Thread: Re: Improve statistics estimation considering GROUP-BY as a 'uniqueiser'

Re: Improve statistics estimation considering GROUP-BY as a 'uniqueiser'

From

Heikki Linnakangas

Date:

25 November 2024, 19:45:48

On 24/09/2024 08:08, Andrei Lepikhov wrote:
> On 19/9/2024 09:55, Andrei Lepikhov wrote:
>> This wrong prediction makes things much worse if the query has more 
>> upper query blocks.
>> His question was: Why not consider the grouping column unique in the 
>> upper query block? It could improve estimations.
>> After a thorough investigation, I discovered that in commit  
>> 4767bc8ff2 most of the work was already done for DISTINCT clauses. So, 
>> why not do the same for grouping? A sketch of the patch is attached.
>> As I see it, grouping in this sense works quite similarly to DISTINCT, 
>> and we have no reason to ignore it. After applying the patch, you can 
>> see that prediction has been improved:
>>
>> Hash Right Join  (cost=5.62..162.56 rows=50 width=36)
>>
> A regression test is added into new version.
> The code looks tiny, simple and non-invasive - it will be easy to commit 
> or reject. So I add it to next commitfest.

Looks good at a quick glance.

> @@ -5843,11 +5852,11 @@ get_variable_numdistinct(VariableStatData *vardata, bool *isdefault)
>      }
>  
>      /*
> -     * If there is a unique index or DISTINCT clause for the variable, assume
> -     * it is unique no matter what pg_statistic says; the statistics could be
> -     * out of date, or we might have found a partial unique index that proves
> -     * the var is unique for this query.  However, we'd better still believe
> -     * the null-fraction statistic.
> +     * If there is a unique index, DISTINCT or GROUP-BY clause for the variable,
> +     * assume it is unique no matter what pg_statistic says; the statistics
> +     * could be out of date, or we might have found a partial unique index that
> +     * proves the var is unique for this query.  However, we'd better still
> +     * believe the null-fraction statistic.
>       */
>      if (vardata->isunique)
>          stadistinct = -1.0 * (1.0 - stanullfrac);

I wonder about the "we'd better still believe the null-fraction 
statistic" part.

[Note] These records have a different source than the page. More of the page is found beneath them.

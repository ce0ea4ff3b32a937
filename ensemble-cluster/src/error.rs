//! Ensemble error types

use serde::{Deserialize, Serialize};
use thiserror::Error;

/// Errors that can occur while routing, executing or propagating commands
///
/// The enum is serializable so a failure raised on a remote node travels
/// back to the caller unchanged.
#[derive(Error, Debug, Clone, PartialEq, Eq, Serialize, Deserialize)]
pub enum EnsembleError {
    /// No known route satisfies the query (unknown cluster, empty node set)
    #[error("Missing route: {0}")]
    MissingRoute(String),

    /// Transport-level failure talking to a remote node
    #[error("Communication error: {0}")]
    Communication(String),

    /// Failure while executing a command against its target
    #[error("Processing error: {0}")]
    Processing(String),

    /// Invalid configuration, fatal at startup
    #[error("Configuration error: {0}")]
    Config(String),
}

/// Coarse error classification, used by retry allowlists
#[derive(Debug, Clone, Copy, PartialEq, Eq, Hash, Serialize, Deserialize)]
#[serde(rename_all = "snake_case")]
pub enum ErrorKind {
    MissingRoute,
    Communication,
    Processing,
    Config,
}

impl EnsembleError {
    /// Get the kind of this error
    pub fn kind(&self) -> ErrorKind {
        match self {
            EnsembleError::MissingRoute(_) => ErrorKind::MissingRoute,
            EnsembleError::Communication(_) => ErrorKind::Communication,
            EnsembleError::Processing(_) => ErrorKind::Processing,
            EnsembleError::Config(_) => ErrorKind::Config,
        }
    }

    /// Get the error type as a string for metrics labeling
    pub fn error_type(&self) -> &'static str {
        match self {
            EnsembleError::MissingRoute(_) => "missing_route",
            EnsembleError::Communication(_) => "communication",
            EnsembleError::Processing(_) => "processing",
            EnsembleError::Config(_) => "config",
        }
    }
}

impl From<std::io::Error> for EnsembleError {
    fn from(err: std::io::Error) -> Self {
        EnsembleError::Communication(err.to_string())
    }
}

impl From<tarpc::client::RpcError> for EnsembleError {
    fn from(err: tarpc::client::RpcError) -> Self {
        EnsembleError::Communication(err.to_string())
    }
}

pub type Result<T> = std::result::Result<T, EnsembleError>;
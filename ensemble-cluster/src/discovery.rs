//! Discovery of remote clusters
//!
//! Each remote cluster gets one [`Discovery`]. It joins the cluster through
//! a seed address, then refreshes membership on a schedule:
//!
//! - every routed node of the cluster is asked for its membership view,
//! - the views of the nodes that answered are merged,
//! - nodes missing from the merged view, or not answering, are removed and
//!   disconnected,
//! - reported members not routed yet are added and connected.
//!
//! A cluster left without nodes stays registered in the router, and the
//! next refresh joins it again from the seed.
//!
//! # Example
//!
//! ```ignore
//! let discovery = Discovery::new(Cluster::remote("cluster2"), router, factory);
//! discovery.join(&Endpoint::parse("10.0.0.7:6000")?).await?;
//! discovery.schedule(Duration::from_secs(5), Duration::from_secs(30));
//!
//! let mut events = discovery.subscribe();
//! while let Ok(event) = events.recv().await {
//!     match event {
//!         DiscoveryEvent::NodeJoined(member) => println!("joined: {}", member),
//!         DiscoveryEvent::NodeLeft(name) => println!("left: {}", name),
//!         DiscoveryEvent::RefreshComplete { node_count } => println!("{} nodes", node_count),
//!     }
//! }
//! ```

use crate::command::{Command, Response};
use crate::config::MAX_DISCOVERY_SECS;
use crate::error::{EnsembleError, Result};
use crate::metrics::record_discovery_event;
use crate::node::{NodeFactory, NodeRef};
use crate::router::Router;
use crate::types::{Cluster, Endpoint, Member, MembershipView};
use parking_lot::RwLock;
use std::collections::{BTreeMap, BTreeSet};
use std::sync::atomic::{AtomicBool, Ordering};
use std::sync::Arc;
use std::time::Duration;
use tokio::sync::{broadcast, Mutex};
use tokio::task::JoinHandle;
use tokio::time::{Instant, MissedTickBehavior};
use tracing::{debug, info, warn};

/// Events emitted while discovering a cluster
#[derive(Debug, Clone, PartialEq, Eq)]
pub enum DiscoveryEvent {
    /// A member was routed and connected
    NodeJoined(Member),

    /// A node was removed (name)
    NodeLeft(String),

    /// Refresh cycle completed
    RefreshComplete { node_count: usize },
}

/// Membership discovery for one remote cluster
pub struct Discovery {
    inner: Arc<DiscoveryInner>,

    /// Whether the scheduled refresh is running
    running: Arc<AtomicBool>,

    /// Background task handle
    task_handle: RwLock<Option<JoinHandle<()>>>,
}

struct DiscoveryInner {
    cluster: Cluster,
    router: Arc<Router>,
    factory: Arc<dyn NodeFactory>,

    /// Seed of the last join, used to rejoin an emptied cluster
    seed: RwLock<Option<Endpoint>>,

    /// Serializes joins and refresh cycles
    flight: Mutex<()>,

    event_tx: broadcast::Sender<DiscoveryEvent>,
}

impl Discovery {
    pub fn new(cluster: Cluster, router: Arc<Router>, factory: Arc<dyn NodeFactory>) -> Self {
        let (event_tx, _) = broadcast::channel(64);

        Self {
            inner: Arc::new(DiscoveryInner {
                cluster,
                router,
                factory,
                seed: RwLock::new(None),
                flight: Mutex::new(()),
                event_tx,
            }),
            running: Arc::new(AtomicBool::new(false)),
            task_handle: RwLock::new(None),
        }
    }

    pub fn cluster(&self) -> &Cluster {
        &self.inner.cluster
    }

    pub fn seed(&self) -> Option<Endpoint> {
        self.inner.seed.read().clone()
    }

    /// Subscribe to discovery events
    pub fn subscribe(&self) -> broadcast::Receiver<DiscoveryEvent> {
        self.inner.event_tx.subscribe()
    }

    /// Route the members reported by the seed.
    ///
    /// The seed connection is transient. The seed stays routed only when it
    /// lists itself in its own view. Returns the number of members added.
    pub async fn join(&self, seed: &Endpoint) -> Result<usize> {
        let _flight = self.inner.flight.lock().await;
        *self.inner.seed.write() = Some(seed.clone());
        self.inner.join_from(seed).await
    }

    /// Run one refresh cycle; never overlaps another cycle or a join
    pub async fn update(&self) -> Result<()> {
        self.inner.update().await
    }

    /// Refresh periodically in the background, first after `initial_delay`
    pub fn schedule(&self, initial_delay: Duration, period: Duration) {
        if self.running.swap(true, Ordering::SeqCst) {
            return; // Already scheduled
        }

        let inner = Arc::clone(&self.inner);
        let running = Arc::clone(&self.running);
        let initial_delay = initial_delay.min(MAX_SCHEDULE_DELAY);
        let period = period.clamp(Duration::from_millis(1), MAX_SCHEDULE_DELAY);

        let handle = tokio::spawn(async move {
            let _reset = ResetOnPanic(Arc::clone(&running));
            info!(
                cluster = %inner.cluster,
                initial_delay_ms = initial_delay.as_millis() as u64,
                period_ms = period.as_millis() as u64,
                "Starting discovery refresh"
            );

            let mut interval = tokio::time::interval_at(first_tick(initial_delay), period);
            interval.set_missed_tick_behavior(MissedTickBehavior::Delay);

            while running.load(Ordering::SeqCst) {
                interval.tick().await;

                if !running.load(Ordering::SeqCst) {
                    break;
                }

                if let Err(e) = inner.update().await {
                    warn!(cluster = %inner.cluster, error = %e, "Discovery refresh failed");
                }
            }

            info!(cluster = %inner.cluster, "Discovery refresh stopped");
        });

        *self.task_handle.write() = Some(handle);
    }

    /// Stop the scheduled refresh
    pub fn cancel(&self) {
        self.running.store(false, Ordering::SeqCst);

        if let Some(handle) = self.task_handle.write().take() {
            handle.abort();
        }
    }

    pub fn is_scheduled(&self) -> bool {
        self.running.load(Ordering::SeqCst)
    }
}

/// Longest delay or period a schedule accepts; longer values are clamped
const MAX_SCHEDULE_DELAY: Duration = Duration::from_secs(MAX_DISCOVERY_SECS);

fn first_tick(initial_delay: Duration) -> Instant {
    let now = Instant::now();
    now.checked_add(initial_delay).unwrap_or(now)
}

/// Clears the scheduled flag when the refresh task unwinds
struct ResetOnPanic(Arc<AtomicBool>);

impl Drop for ResetOnPanic {
    fn drop(&mut self) {
        if std::thread::panicking() {
            self.0.store(false, Ordering::SeqCst);
        }
    }
}

impl Drop for Discovery {
    fn drop(&mut self) {
        self.cancel();
    }
}

impl DiscoveryInner {
    async fn join_from(&self, seed: &Endpoint) -> Result<usize> {
        let seed_name = format!("seed@{}", seed);
        let seed_node = self.factory.make_node(&seed.host, seed.port, &seed_name);

        let result = match seed_node.connect().await {
            Ok(()) => seed_node.send(Command::Membership).await,
            Err(e) => Err(e),
        };
        seed_node.disconnect().await;

        let view = self.expect_view(result?)?;
        let mut added = 0;
        for member in &view.members {
            if member.name == seed_name {
                continue;
            }
            if self.add_member(member).await? {
                added += 1;
            }
        }

        info!(
            cluster = %self.cluster,
            seed = %seed,
            reported = view.members.len(),
            added,
            "Joined cluster"
        );
        Ok(added)
    }

    async fn update(&self) -> Result<()> {
        let _flight = self.flight.lock().await;

        let routed = self.router.cluster_route(&self.cluster)?;
        if routed.is_empty() {
            let seed = self.seed.read().clone();
            if let Some(seed) = seed {
                debug!(cluster = %self.cluster, seed = %seed, "No routed nodes, joining from seed");
                self.join_from(&seed).await?;
            }
            self.refresh_complete()?;
            return Ok(());
        }

        let (live, unresponsive) = self.query_views(&routed).await;

        for node in &routed {
            if unresponsive.contains(node.name()) || !live.contains_key(node.name()) {
                self.remove_node(node.name()).await;
            }
        }

        let routed_names: BTreeSet<&str> = routed.iter().map(|node| node.name()).collect();
        for member in live.values() {
            if routed_names.contains(member.name.as_str()) || unresponsive.contains(&member.name) {
                continue;
            }
            self.add_member(member).await?;
        }

        self.refresh_complete()
    }

    /// Ask every routed node for its view. Returns the merged members and the
    /// names of the nodes that did not answer.
    async fn query_views(
        &self,
        routed: &BTreeSet<NodeRef>,
    ) -> (BTreeMap<String, Member>, BTreeSet<String>) {
        let responses = futures::future::join_all(routed.iter().map(|node| async move {
            let result = node.send(Command::Membership).await;
            (node, result)
        }))
        .await;

        let mut live = BTreeMap::new();
        let mut unresponsive = BTreeSet::new();
        for (node, result) in responses {
            match result.and_then(|response| self.expect_view(response)) {
                Ok(view) => {
                    for member in view.members {
                        live.entry(member.name.clone()).or_insert(member);
                    }
                }
                Err(e) => {
                    warn!(cluster = %self.cluster, node = %node.name(), error = %e, "Membership query failed");
                    unresponsive.insert(node.name().to_string());
                }
            }
        }
        (live, unresponsive)
    }

    fn expect_view(&self, response: Response) -> Result<MembershipView> {
        let view = match response {
            Response::Membership(view) => view,
            other => {
                return Err(EnsembleError::Processing(format!(
                    "Unexpected response to membership query: {:?}",
                    other
                )))
            }
        };
        if view.cluster_name != self.cluster.name() {
            return Err(EnsembleError::Processing(format!(
                "Node belongs to cluster {}, expected {}",
                view.cluster_name, self.cluster
            )));
        }
        Ok(view)
    }

    /// Route and connect a member. Returns `false` when it was already routed
    /// or could not be connected.
    async fn add_member(&self, member: &Member) -> Result<bool> {
        let node = self
            .factory
            .make_node(&member.host, member.port, &member.name);
        if !self.router.add_route_to(&self.cluster, node.clone())? {
            return Ok(false);
        }

        if let Err(e) = node.connect().await {
            warn!(cluster = %self.cluster, node = %member, error = %e, "Cannot connect to member");
            self.router.remove_route_to(&self.cluster, &member.name);
            return Ok(false);
        }

        info!(cluster = %self.cluster, node = %member, "Node joined");
        record_discovery_event(self.cluster.name(), "joined");
        let _ = self.event_tx.send(DiscoveryEvent::NodeJoined(member.clone()));
        Ok(true)
    }

    async fn remove_node(&self, name: &str) {
        if let Some(removed) = self.router.remove_route_to(&self.cluster, name) {
            removed.disconnect().await;
            info!(cluster = %self.cluster, node = %name, "Node left");
            record_discovery_event(self.cluster.name(), "left");
            let _ = self.event_tx.send(DiscoveryEvent::NodeLeft(name.to_string()));
        }
    }

    fn refresh_complete(&self) -> Result<()> {
        let node_count = self.router.cluster_route(&self.cluster)?.len();
        debug!(cluster = %self.cluster, node_count, "Discovery refresh complete");
        record_discovery_event(self.cluster.name(), "refresh");
        let _ = self
            .event_tx
            .send(DiscoveryEvent::RefreshComplete { node_count });
        Ok(())
    }
}
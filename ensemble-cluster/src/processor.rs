//! Staged command pipeline
//!
//! Accepting a command is decoupled from executing it: callers enqueue and
//! a pool of worker tasks drains the queue in arrival order, running each
//! command on the blocking pool. The pipeline can be paused (no task
//! starts, in-flight tasks are waited for) and resumed; shutdown is final.
//!
//! ```text
//! execute() ──► queue ──► worker ──► executor (store | router)
//!                           │
//!                           └──► completion (oneshot) ──► caller
//! ```

use crate::command::{Command, Response, Target};
use crate::error::{EnsembleError, Result};
use crate::metrics::{record_queue_depth, CommandTimer};
use crate::router::Router;
use crate::store::Store;
use parking_lot::Mutex;
use std::collections::VecDeque;
use std::sync::atomic::{AtomicUsize, Ordering};
use std::sync::Arc;
use tokio::sync::{oneshot, watch, RwLock, Semaphore};
use tokio::task::JoinHandle;
use tracing::{debug, info, warn};

/// Where the outcome of a command is delivered
pub type Completion = oneshot::Sender<Result<Response>>;

const SHUT_DOWN: &str = "pipeline shut down";

/// Lifecycle of a pipeline
#[derive(Debug, Clone, Copy, PartialEq, Eq)]
pub enum PipelineState {
    Running,
    Paused,
    /// Terminal
    Shutdown,
}

/// Executes a dequeued command
pub trait CommandExecutor: Send + Sync + 'static {
    fn execute(&self, command: &Command) -> Result<Response>;
}

/// Runs each command against the target it names
pub struct Dispatcher {
    store: Arc<dyn Store>,
    router: Arc<Router>,
}

impl Dispatcher {
    pub fn new(store: Arc<dyn Store>, router: Arc<Router>) -> Self {
        Self { store, router }
    }
}

impl CommandExecutor for Dispatcher {
    fn execute(&self, command: &Command) -> Result<Response> {
        match command.target() {
            Target::Store => command.execute_on_store(self.store.as_ref()),
            Target::Router => command.execute_on_router(&self.router),
        }
    }
}

struct Task {
    command: Command,
    completion: Completion,
}

struct Shared {
    queue: Mutex<VecDeque<Task>>,
    /// One permit per queued task
    queued: Semaphore,
    /// Workers hold a read guard while executing; pause takes the write side
    gate: RwLock<()>,
    state: watch::Sender<PipelineState>,
    in_flight: AtomicUsize,
    executor: Arc<dyn CommandExecutor>,
}

/// The command pipeline of one node
pub struct Processor {
    shared: Arc<Shared>,
    workers: Mutex<Vec<JoinHandle<()>>>,
}

impl Processor {
    /// Start `worker_threads` workers. Must be called within a tokio runtime.
    pub fn start(worker_threads: usize, executor: Arc<dyn CommandExecutor>) -> Self {
        let (state, _) = watch::channel(PipelineState::Running);
        let shared = Arc::new(Shared {
            queue: Mutex::new(VecDeque::new()),
            queued: Semaphore::new(0),
            gate: RwLock::new(()),
            state,
            in_flight: AtomicUsize::new(0),
            executor,
        });

        let worker_threads = worker_threads.max(1);
        let workers = (0..worker_threads)
            .map(|id| tokio::spawn(run_worker(id, Arc::clone(&shared))))
            .collect();

        info!(workers = worker_threads, "Command pipeline started");

        Self {
            shared,
            workers: Mutex::new(workers),
        }
    }

    /// Enqueue a command; the outcome is delivered through `completion`.
    ///
    /// Commands are accepted while paused. After shutdown the completion
    /// receives a processing error right away.
    pub fn execute(&self, command: Command, completion: Completion) {
        let depth = {
            let mut queue = self.shared.queue.lock();
            if self.state() == PipelineState::Shutdown {
                drop(queue);
                let _ = completion.send(Err(EnsembleError::Processing(SHUT_DOWN.into())));
                return;
            }
            queue.push_back(Task {
                command,
                completion,
            });
            queue.len()
        };
        self.shared.queued.add_permits(1);
        record_queue_depth(depth);
    }

    /// Enqueue a command and wait for its outcome
    pub async fn process(&self, command: Command) -> Result<Response> {
        let (tx, rx) = oneshot::channel();
        self.execute(command, tx);
        rx.await
            .unwrap_or_else(|_| Err(EnsembleError::Processing(SHUT_DOWN.into())))
    }

    /// Stop starting new tasks and wait for the running ones to finish
    pub async fn pause(&self) {
        let paused = self.shared.state.send_if_modified(|state| {
            if *state == PipelineState::Running {
                *state = PipelineState::Paused;
                true
            } else {
                false
            }
        });
        // Every worker past the state check holds a read guard
        let _drained = self.shared.gate.write().await;
        if paused {
            info!(queued = self.queued(), "Command pipeline paused");
        }
    }

    /// Let workers drain the queue again
    pub fn resume(&self) {
        let resumed = self.shared.state.send_if_modified(|state| {
            if *state == PipelineState::Paused {
                *state = PipelineState::Running;
                true
            } else {
                false
            }
        });
        if resumed {
            info!(queued = self.queued(), "Command pipeline resumed");
        }
    }

    /// Stop the pipeline for good, abandoning queued commands
    pub async fn shutdown(&self) {
        self.shared.state.send_replace(PipelineState::Shutdown);
        self.shared.queued.close();

        let abandoned: Vec<Task> = self.shared.queue.lock().drain(..).collect();
        let count = abandoned.len();
        for task in abandoned {
            let _ = task
                .completion
                .send(Err(EnsembleError::Processing(SHUT_DOWN.into())));
        }
        record_queue_depth(0);

        let workers: Vec<JoinHandle<()>> = self.workers.lock().drain(..).collect();
        for worker in workers {
            let _ = worker.await;
        }
        info!(abandoned = count, "Command pipeline shut down");
    }

    pub fn state(&self) -> PipelineState {
        *self.shared.state.borrow()
    }

    /// Commands accepted but not started
    pub fn queued(&self) -> usize {
        self.shared.queue.lock().len()
    }

    /// Commands currently executing
    pub fn in_flight(&self) -> usize {
        self.shared.in_flight.load(Ordering::SeqCst)
    }
}

impl Drop for Processor {
    fn drop(&mut self) {
        self.shared.state.send_replace(PipelineState::Shutdown);
        self.shared.queued.close();
        for worker in self.workers.lock().drain(..) {
            worker.abort();
        }
    }
}

async fn run_worker(id: usize, shared: Arc<Shared>) {
    let mut state = shared.state.subscribe();

    loop {
        // Claim a queued task
        match shared.queued.acquire().await {
            Ok(permit) => permit.forget(),
            Err(_) => break,
        }

        // Wait until the pipeline runs, then enter the gate
        let gate = loop {
            let current = *state.borrow_and_update();
            match current {
                PipelineState::Shutdown => {
                    debug!(worker = id, "Worker stopped");
                    return;
                }
                PipelineState::Paused => {
                    if state.changed().await.is_err() {
                        return;
                    }
                }
                PipelineState::Running => {
                    let guard = shared.gate.read().await;
                    if *shared.state.borrow() == PipelineState::Running {
                        break guard;
                    }
                }
            }
        };

        let (task, depth) = {
            let mut queue = shared.queue.lock();
            (queue.pop_front(), queue.len())
        };
        let Some(task) = task else {
            continue;
        };
        record_queue_depth(depth);

        shared.in_flight.fetch_add(1, Ordering::SeqCst);
        let outcome = run_task(&shared.executor, task.command).await;
        shared.in_flight.fetch_sub(1, Ordering::SeqCst);
        drop(gate);

        // The caller may have given up waiting
        let _ = task.completion.send(outcome);
    }

    debug!(worker = id, "Worker stopped");
}

async fn run_task(executor: &Arc<dyn CommandExecutor>, command: Command) -> Result<Response> {
    let name = command.name();
    let timer = CommandTimer::new(name);
    let executor = Arc::clone(executor);

    let outcome = match tokio::task::spawn_blocking(move || executor.execute(&command)).await {
        Ok(outcome) => outcome,
        Err(e) => {
            warn!(command = name, error = %e, "Command panicked");
            Err(EnsembleError::Processing(format!("{} command panicked", name)))
        }
    };

    match &outcome {
        Ok(_) => timer.success(),
        Err(e) => {
            debug!(command = name, error = %e, "Command failed");
            timer.error();
        }
    }
    outcome
}

#[cfg(test)]
mod tests {
    use super::*;
    use crate::store::MemoryStore;
    use crate::types::Value;

    struct StoreOnly(MemoryStore);

    impl CommandExecutor for StoreOnly {
        fn execute(&self, command: &Command) -> Result<Response> {
            if let Command::GetKeys { bucket } = command {
                if bucket == "panic" {
                    panic!("boom");
                }
            }
            command.execute_on_store(&self.0)
        }
    }

    fn processor(workers: usize) -> Processor {
        Processor::start(workers, Arc::new(StoreOnly(MemoryStore::new())))
    }

    #[tokio::test]
    async fn test_process_returns_response() {
        let processor = processor(2);
        let put = Command::PutValue {
            bucket: "b".into(),
            key: "k".into(),
            value: Value::from("v"),
        };
        assert_eq!(processor.process(put).await.unwrap(), Response::Done);

        let get = Command::GetValue {
            bucket: "b".into(),
            key: "k".into(),
        };
        assert_eq!(
            processor.process(get).await.unwrap(),
            Response::Value(Some(Value::from("v")))
        );
    }

    #[tokio::test]
    async fn test_failures_do_not_stop_workers() {
        let processor = processor(1);

        let err = processor
            .process(Command::GetKeys {
                bucket: "panic".into(),
            })
            .await
            .unwrap_err();
        assert!(matches!(err, EnsembleError::Processing(_)));

        let err = processor
            .process(Command::GetKeys {
                bucket: "missing".into(),
            })
            .await
            .unwrap_err();
        assert!(matches!(err, EnsembleError::Processing(_)));

        assert_eq!(
            processor.process(Command::GetBuckets).await.unwrap(),
            Response::Buckets(vec![])
        );
    }

    #[tokio::test]
    async fn test_state_transitions() {
        let processor = processor(1);
        assert_eq!(processor.state(), PipelineState::Running);

        processor.pause().await;
        assert_eq!(processor.state(), PipelineState::Paused);
        processor.pause().await;
        assert_eq!(processor.state(), PipelineState::Paused);

        processor.resume();
        assert_eq!(processor.state(), PipelineState::Running);

        processor.shutdown().await;
        assert_eq!(processor.state(), PipelineState::Shutdown);

        processor.resume();
        assert_eq!(processor.state(), PipelineState::Shutdown);
    }

    #[tokio::test]
    async fn test_shutdown_rejects_and_abandons() {
        let processor = processor(1);
        processor.pause().await;

        let (tx, rx) = oneshot::channel();
        processor.execute(Command::GetBuckets, tx);
        assert_eq!(processor.queued(), 1);

        processor.shutdown().await;
        assert!(matches!(rx.await.unwrap(), Err(EnsembleError::Processing(_))));

        let err = processor.process(Command::GetBuckets).await.unwrap_err();
        assert_eq!(err, EnsembleError::Processing("pipeline shut down".into()));
    }
}
use anyhow::Result;
use clap::Parser;
use ensemble_cluster::{Coordinator, EnsembleConfig, MemoryStore, PartitionerRegistry};
use std::path::Path;
use std::sync::Arc;
use tracing_subscriber::{layer::SubscriberExt, util::SubscriberInitExt};

#[derive(Parser, Debug)]
#[command(name = "ensemble-server")]
#[command(about = "Ensemble key/value store node")]
#[command(version)]
struct Args {
    /// Configuration file path
    #[arg(short, long, default_value = "ensemble.toml")]
    config: String,

    /// Host to bind to, overrides cluster.bind_host
    #[arg(long)]
    host: Option<String>,

    /// Port to listen on, overrides cluster.bind_port
    #[arg(short, long)]
    port: Option<u16>,
}

#[tokio::main]
async fn main() -> Result<()> {
    // Initialize tracing
    tracing_subscriber::registry()
        .with(tracing_subscriber::EnvFilter::new(
            std::env::var("RUST_LOG").unwrap_or_else(|_| "info,ensemble_cluster=debug".into()),
        ))
        .with(tracing_subscriber::fmt::layer())
        .init();

    let args = Args::parse();

    // Load config
    let path = Path::new(&args.config);
    let mut config = if path.exists() {
        tracing::info!("Config file: {}", args.config);
        EnsembleConfig::load(path)?
    } else {
        tracing::warn!("Config file {} not found, using defaults", args.config);
        EnsembleConfig::default()
    };
    if let Some(host) = args.host {
        config.cluster.bind_host = host;
    }
    if let Some(port) = args.port {
        config.cluster.bind_port = port;
    }

    tracing::info!(
        "Starting ensemble node {} of cluster {} on {}:{}",
        config.cluster.node_name,
        config.cluster.name,
        config.cluster.bind_host,
        config.cluster.bind_port
    );

    let store = Arc::new(MemoryStore::new());
    let coordinator = Coordinator::start(config, store, &PartitionerRegistry::new()).await?;

    tracing::info!("Listening on {}", coordinator.local_addr());

    tokio::signal::ctrl_c().await?;
    tracing::info!("Shutting down");
    coordinator.shutdown().await;

    Ok(())
}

It makes sense for a unique index, but a DISTINCT or 
GROUP BY collapses all the NULLs to a single row. So I think there's 
some more work to be done here.

-- 
Heikki Linnakangas
Neon (https://neon.tech)

Re: Improve statistics estimation considering GROUP-BY as a 'uniqueiser'

From

Andrei Lepikhov

Date:

28 November 2024, 05:39:18

Thanks to take a look!

On 11/25/24 23:45, Heikki Linnakangas wrote:
> On 24/09/2024 08:08, Andrei Lepikhov wrote:
>> +     * proves the var is unique for this query.  However, we'd better 
>> still
>> +     * believe the null-fraction statistic.
>>       */
>>      if (vardata->isunique)
>>          stadistinct = -1.0 * (1.0 - stanullfrac);
> 
> I wonder about the "we'd better still believe the null-fraction 
> statistic" part. It makes sense for a unique index, but a DISTINCT or 
> GROUP BY collapses all the NULLs to a single row. So I think there's 
> some more work to be done here.
IMO, in that particular case, it is not an issue: having GROUP-BY, we 
set vardata->isunique field and disallowed to recurse into the Var 
statistics inside subquery - likewise, DISTINCT already does. So, we 
have stanullfrac == 0 - it means the optimiser doesn't count the number 
of NULLs. In the case of the UNIQUE index, the optimiser will have the 
stanullfrac statistic and count NULLs.

But your question raised one another. May we add to a node some 
vardata_extra, which could count specific conditions, and let upper 
nodes consider it using the Var statistic?
For example, we can separate the 'unique set of columns' knowledge in 
such a structure for the Aggregate node. Also, it could be a solution to 
problem of counting nulls, generated by RHS of OUTER JOINs in query tree.
What's more, look at the query:

CREATE TABLE gu_2 (x real);
INSERT INTO gu_2 (x) SELECT gs FROM generate_series(1,1000) AS gs;
INSERT INTO gu_2 (x) SELECT NULL FROM generate_series(1,100) AS gs;
VACUUM ANALYZE gu_2;

  HashAggregate  (cost=20.91..22.35 rows=144 width=4)
                 (actual rows=50 loops=1)
    Group Key: gu_2.x
    Batches: 1  Memory Usage: 40kB
    ->  HashAggregate  (cost=19.11..20.55 rows=144 width=4)
        (actual rows=50 loops=1)
          Group Key: gu_2.x
          Batches: 1  Memory Usage: 40kB
          ->  Seq Scan on gu_2  (cost=0.00..18.75 rows=145 width=4)
         (actual rows=149 loops=1)
                Filter: ((x < '50'::double precision) OR (x IS NULL))
                Rows Removed by Filter: 951

Here we also could count number of scanned NULLs separately in 
vardata_extra and use it in upper GROUP-BY estimation.

-- 
regards, Andrei Lepikhov

Re: Improve statistics estimation considering GROUP-BY as a 'uniqueiser'

From

Alexander Korotkov

Date:

19 February, 12:48:04

Hi, Vlada.

On Tue, Feb 18, 2025 at 6:56 PM Vlada Pogozhelskaya
<v.pogozhelskaya@postgrespro.ru> wrote:
> Following the discussion on improving statistics estimation by considering GROUP BY as a unique constraint, I’ve
prepareda patch that integrates GROUP BY into cardinality estimation in a similar way to DISTINCT. 
>
> This patch ensures that when a subquery contains a GROUP BY clause, the optimizer recognizes the grouped columns as
unique.The logic follows a straightforward approach, comparing the GROUP BY columns with the target list to determine
uniqueness.
>
> I’d appreciate any feedback or suggestions for further improvements.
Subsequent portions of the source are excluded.